Passer au contenu principal

Les pompiers n'ont pas peur des tours

Des mesures contraignantes sont imposées pour faciliter la mission des soldats du feu dans les bâtiments élevés.

La tour Grenfell, où au moins 80 personnes sont mortes dans un incendie le 14 juin à Londres
La tour Grenfell, où au moins 80 personnes sont mortes dans un incendie le 14 juin à Londres
AFP

L’incendie de la Grenfell Tower soulève des inquiétudes jusqu’au Grand Conseil. La semaine passée, le député Alexandre Rydlo (PS) a demandé au gouvernement si «nos sapeurs-pompiers disposent de l’instruction, des moyens et des concepts d’engagement pour faire face à un incendie» dans une tour. Interrogé à ce sujet, le capitaine adjudant Christophe Masson, chef opérationnel au SDIS Nord vaudois, rappelle que la construction des bâtiments élevés (plus de 30 mètres) est soumise à des prescriptions de protection incendie AEAI (Association des établissements cantonaux d’assurance incendie) particulièrement sévères tant pour les matériaux que pour les mesures visant à faciliter la lutte contre le feu.

Fondamentalement, ces mesures reposent sur des degrés d’assurance qualité gradués de 1 à 4 selon leur affectation. «Les bâtiments élevés sont classés en catégorie 3 ou 4», explique Christophe Masson. Outre la taille, les critères peuvent être la présence d’un parking souterrain, d’activités industrielles ou artisanales présentant un risque de feu, la vulnérabilité des occupants – dans un hôpital, un EMS ou une colonie de vacances, par exemple – ou les difficultés d’accès dans le cas d’une cabane de montagne.

La défense incendie est prise en compte dès la conception du bâtiment. Les aménagements extérieurs doivent permettre l’accès des véhicules de secours, en termes de résistance des dalles notamment. Les directives de la Coordination suisse des sapeurs-pompiers prévoient aussi qu’un emplacement pour la tonne-pompe doit être prévu – et interdit au parcage – à proximité de tout bâtiment élevé.

Au niveau de la construction proprement dite, chaque étage doit disposer de voies d’évacuation protégées. Cela signifie que les escaliers sont isolés par des sas et des portes coupe-feu. «Dans un immeuble, il faut se représenter les voies d’évacuation comme un tube vertical qui doit rester libre de toute fumée», explique Christophe Masson. Dans les bâtiments élevés modernes, ce tube peut être mis en surpression. Et désormais, un ascenseur indépendant, spécialement équipé, est prévu afin de permettre aux pompiers de gagner plus rapidement les étages.

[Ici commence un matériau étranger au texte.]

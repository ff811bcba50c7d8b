//! Skeleton access and joint binding.
//!
//! The core never owns a scene graph. Hosts implement [`Skeleton`] over whatever
//! engine they use: one name → handle lookup plus handle-based transform access.
//! [`JointBindings`] caches lookups so per-frame writes never re-resolve names.

use hashbrown::HashMap;

/// Opaque joint handle issued by the host skeleton.
#[derive(Copy, Clone, Debug, Eq, PartialEq, Hash)]
pub struct JointHandle(pub u32);

/// Host skeleton adapter.
///
/// Positions are world-space metres, rotations `[x, y, z, w]` quaternions.
/// `world_*` values must reflect any `set_local_rotation` made earlier.
pub trait Skeleton {
    fn joint(&self, name: &str) -> Option<JointHandle>;
    fn world_position(&self, joint: JointHandle) -> [f32; 3];
    fn world_rotation(&self, joint: JointHandle) -> [f32; 4];
    fn local_rotation(&self, joint: JointHandle) -> [f32; 4];
    fn set_local_rotation(&mut self, joint: JointHandle, rotation: [f32; 4]);
}

/// Humanoid bone names (VRM naming).
pub mod bones {
    pub const HIPS: &str = "hips";
    pub const SPINE: &str = "spine";
    pub const CHEST: &str = "chest";
    pub const NECK: &str = "neck";
    pub const HEAD: &str = "head";
    pub const LEFT_SHOULDER: &str = "leftShoulder";
    pub const LEFT_UPPER_ARM: &str = "leftUpperArm";
    pub const LEFT_LOWER_ARM: &str = "leftLowerArm";
    pub const LEFT_HAND: &str = "leftHand";
    pub const RIGHT_SHOULDER: &str = "rightShoulder";
    pub const RIGHT_UPPER_ARM: &str = "rightUpperArm";
    pub const RIGHT_LOWER_ARM: &str = "rightLowerArm";
    pub const RIGHT_HAND: &str = "rightHand";

    pub const LEFT_ARM: [&str; 3] = [LEFT_UPPER_ARM, LEFT_LOWER_ARM, LEFT_HAND];
    pub const RIGHT_ARM: [&str; 3] = [RIGHT_UPPER_ARM, RIGHT_LOWER_ARM, RIGHT_HAND];
}

/// Name → handle cache. Misses are cached too; call [`JointBindings::clear`]
/// when the host swaps skeletons.
#[derive(Default, Debug)]
pub struct JointBindings {
    rows: HashMap<String, Option<JointHandle>>,
}

impl JointBindings {
    pub fn new() -> Self {
        Self::default()
    }

    /// Resolve a joint name once; later calls hit the cache.
    pub fn resolve(&mut self, skeleton: &dyn Skeleton, name: &str) -> Option<JointHandle> {
        if let Some(row) = self.rows.get(name) {
            return *row;
        }
        let handle = skeleton.joint(name);
        if handle.is_none() {
            tracing::debug!(joint = name, "joint not present on skeleton; track ignored");
        }
        self.rows.insert(name.to_string(), handle);
        handle
    }

    pub fn clear(&mut self) {
        self.rows.clear();
    }

    pub fn len(&self) -> usize {
        self.rows.len()
    }

    pub fn is_empty(&self) -> bool {
        self.rows.is_empty()
    }
}
//! Output contracts from the avatar core.
//!
//! Each frame yields the viseme sample (if audio ran) and a list of semantic
//! events. Hosts forward events to their UI/status layer; joint and expression
//! writes have already been applied through the skeleton/expression adapters.

use serde::{Deserialize, Serialize};

use crate::viseme::VisemeFrame;

/// Asset/model loading status.
#[derive(Clone, Debug, Default, PartialEq, Eq, Serialize, Deserialize)]
#[serde(tag = "state", rename_all = "lowercase")]
pub enum Status {
    #[default]
    Idle,
    Loading,
    Ready,
    Error {
        message: String,
    },
}

/// Discrete signals emitted during a frame.
#[derive(Clone, Debug, PartialEq, Serialize, Deserialize)]
#[non_exhaustive]
pub enum AvatarEvent {
    StatusChanged { status: Status },
    AudioError { message: String },
    GestureStarted { slug: String },
    GestureFinished { slug: String },
    /// A `Pose` clip reached its last frame and is being held.
    GestureHeld { slug: String },
    GestureReleased { slug: String },
    GestureDropped { slug: String, reason: String },
    LimbSkipped { limb: String, reason: String },
}

/// Outputs returned by `Avatar::update()`.
#[derive(Clone, Debug, Default, Serialize, Deserialize)]
pub struct AvatarFrame {
    #[serde(default)]
    pub viseme: Option<VisemeFrame>,
    #[serde(default)]
    pub events: Vec<AvatarEvent>,
}

impl AvatarFrame {
    #[inline]
    pub fn clear(&mut self) {
        self.viseme = None;
        self.events.clear();
    }

    #[inline]
    pub fn push_event(&mut self, event: AvatarEvent) {
        self.events.push(event);
    }

    #[inline]
    pub fn is_empty(&self) -> bool {
        self.viseme.is_none() && self.events.is_empty()
    }
}

#[cfg(test)]
mod tests {
    use super::*;

    #[test]
    fn status_serializes_with_state_tag() {
        let json = serde_json::to_value(Status::Error {
            message: "boom".into(),
        })
        .unwrap();
        assert_eq!(json, serde_json::json!({"state": "error", "message": "boom"}));
        let idle = serde_json::to_value(Status::Idle).unwrap();
        assert_eq!(idle, serde_json::json!({"state": "idle"}));
    }
}
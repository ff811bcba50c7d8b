//! Core configuration for vizij-avatar-core.
//!
//! Every field has a default, so hosts can deserialize partial JSON and only
//! override what they care about.

use serde::{Deserialize, Serialize};

use crate::error::AvatarError;

/// Top-level configuration grouping every component.
#[derive(Clone, Debug, Default, PartialEq, Serialize, Deserialize)]
#[serde(default)]
pub struct AvatarConfig {
    pub viseme: VisemeConfig,
    pub blend: BlendConfig,
    pub queue: QueueConfig,
    pub ik: IkConfig,
    pub rest_pose: RestPoseConfig,
}

/// Audio → viseme signal shaping.
#[derive(Clone, Debug, PartialEq, Serialize, Deserialize)]
#[serde(default)]
pub struct VisemeConfig {
    /// RMS value that maps to a full 1.0 level.
    pub reference_rms: f32,
    pub noise_floor: f32,
    pub gamma: f32,
    pub attack_ms: f32,
    pub release_ms: f32,
    /// Ascending bucket thresholds; bucket index = count strictly exceeded.
    pub thresholds: Vec<f32>,
    pub blink_max_intensity: f32,
    pub blink_suppress_ms: f32,
    pub blink_interval_min_ms: f32,
    pub blink_interval_max_ms: f32,
    /// Samples pulled from the audio source per tick.
    pub buffer_size: usize,
    /// Expression channel per viseme bucket (len = thresholds + 1).
    pub channels: Vec<String>,
    pub blink_channel: String,
    /// Fixed RNG seed for blink scheduling (tests/replay).
    pub seed: Option<u64>,
}

impl Default for VisemeConfig {
    fn default() -> Self {
        Self {
            reference_rms: 1.0,
            noise_floor: 0.02,
            gamma: 0.55,
            attack_ms: 30.0,
            release_ms: 60.0,
            thresholds: vec![0.22, 0.38, 0.58, 0.78],
            blink_max_intensity: 0.25,
            blink_suppress_ms: 220.0,
            blink_interval_min_ms: 2800.0,
            blink_interval_max_ms: 4200.0,
            buffer_size: 1024,
            channels: ["ih", "ou", "ee", "oh", "aa"]
                .iter()
                .map(|c| c.to_string())
                .collect(),
            blink_channel: "blink".to_string(),
            seed: None,
        }
    }
}

/// Continuous clip scheduling.
#[derive(Clone, Debug, PartialEq, Serialize, Deserialize)]
#[serde(default)]
pub struct BlendConfig {
    pub fade_in_sec: f32,
    pub fade_out_sec: f32,
    pub trigger_interval_min_sec: f32,
    pub trigger_interval_max_sec: f32,
    pub seed: Option<u64>,
}

impl Default for BlendConfig {
    fn default() -> Self {
        Self {
            fade_in_sec: 0.25,
            fade_out_sec: 0.25,
            trigger_interval_min_sec: 3.0,
            trigger_interval_max_sec: 6.0,
            seed: None,
        }
    }
}

/// Gesture queue behavior.
#[derive(Clone, Debug, PartialEq, Serialize, Deserialize)]
#[serde(default)]
pub struct QueueConfig {
    /// Priority of the token raised while a gesture is active.
    pub suspend_priority: i32,
    pub fade_in_sec: f32,
    pub fade_out_sec: f32,
    /// How long the head request may wait on its clip fetch before it is
    /// dropped so the requests behind it can run.
    pub load_timeout_sec: f32,
}

impl Default for QueueConfig {
    fn default() -> Self {
        Self {
            suspend_priority: 100,
            fade_in_sec: 0.2,
            fade_out_sec: 0.25,
            load_timeout_sec: 3.0,
        }
    }
}

/// Iteration caps and tolerance for the FABRIK solver.
#[derive(Clone, Debug, PartialEq, Serialize, Deserialize)]
#[serde(default)]
pub struct IkConfig {
    /// Position-only passes per outer pass.
    pub max_iterations: u32,
    pub outer_passes: u32,
    /// End-effector distance (metres) counted as converged.
    pub tolerance: f32,
}

impl Default for IkConfig {
    fn default() -> Self {
        Self {
            max_iterations: 10,
            outer_passes: 2,
            tolerance: 0.01,
        }
    }
}

/// Resting arm placement, relative to each upper arm.
#[derive(Clone, Debug, PartialEq, Serialize, Deserialize)]
#[serde(default)]
pub struct RestPoseConfig {
    pub left_hand_direction: [f32; 3],
    pub right_hand_direction: [f32; 3],
    /// Fraction of the total arm length to reach along the direction.
    pub reach: f32,
}

impl Default for RestPoseConfig {
    fn default() -> Self {
        Self {
            left_hand_direction: [0.15, -1.0, 0.05],
            right_hand_direction: [-0.15, -1.0, 0.05],
            reach: 0.97,
        }
    }
}

impl AvatarConfig {
    /// Parse a (possibly partial) JSON config and validate it.
    pub fn from_json_str(json: &str) -> Result<Self, AvatarError> {
        let cfg: AvatarConfig =
            serde_json::from_str(json).map_err(|e| AvatarError::config(e.to_string()))?;
        cfg.validate()?;
        Ok(cfg)
    }

    pub fn validate(&self) -> Result<(), AvatarError> {
        let v = &self.viseme;
        if !positive(v.reference_rms) {
            return Err(AvatarError::config("viseme.reference_rms must be > 0"));
        }
        if !(0.0..1.0).contains(&v.noise_floor) {
            return Err(AvatarError::config("viseme.noise_floor must be in [0, 1)"));
        }
        if !positive(v.gamma) {
            return Err(AvatarError::config("viseme.gamma must be > 0"));
        }
        if v.thresholds.windows(2).any(|w| w[0] >= w[1]) {
            return Err(AvatarError::config(
                "viseme.thresholds must be strictly ascending",
            ));
        }
        if v.channels.len() != v.thresholds.len() + 1 {
            return Err(AvatarError::config(format!(
                "viseme.channels needs {} entries (thresholds + 1), got {}",
                v.thresholds.len() + 1,
                v.channels.len()
            )));
        }
        if v.blink_interval_min_ms > v.blink_interval_max_ms || v.blink_interval_min_ms < 0.0 {
            return Err(AvatarError::config("viseme blink interval is inverted"));
        }
        if v.buffer_size == 0 {
            return Err(AvatarError::config("viseme.buffer_size must be > 0"));
        }
        let b = &self.blend;
        if b.trigger_interval_min_sec > b.trigger_interval_max_sec
            || b.trigger_interval_min_sec < 0.0
        {
            return Err(AvatarError::config("blend trigger interval is inverted"));
        }
        if !positive(self.queue.load_timeout_sec) {
            return Err(AvatarError::config("queue.load_timeout_sec must be > 0"));
        }
        if self.ik.max_iterations == 0 || self.ik.outer_passes == 0 {
            return Err(AvatarError::config("ik iteration caps must be > 0"));
        }
        if !positive(self.ik.tolerance) {
            return Err(AvatarError::config("ik.tolerance must be > 0"));
        }
        Ok(())
    }
}

/// Finite and strictly positive (rejects NaN).
fn positive(x: f32) -> bool {
    x.is_finite() && x > 0.0
}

Un éclairage de secours doit aussi être disponible, qui signale les voies d’évacuation.

«La tonne-pompe joue un rôle essentiel puisqu’elle va alimenter la colonne sèche (conduite, ndlr.) qui distribuera l’eau à chaque étage», explique Christophe Masson. Contrairement à ce qu’on voit dans les films, les plans d’intervention pour les bâtiments élevés ne prennent pas en compte les échelles automobiles ou les bras élévateurs, «même si on peut y recourir dans certains cas», précise le chef opérationnel.

Comme pour tous les sinistres, la préoccupation première lors de l’incendie d’une tour est de secourir les occupants. «L’équipe de recherche et sauvetage va monter par les escaliers – ou par l’ascenseur pompiers si un tel équipement est prévu», indique l’officier. Si nécessaire, la cage d’escalier sera ventilée depuis le bas afin de chasser les fumées vers le haut et de permettre son utilisation pour une éventuelle évacuation.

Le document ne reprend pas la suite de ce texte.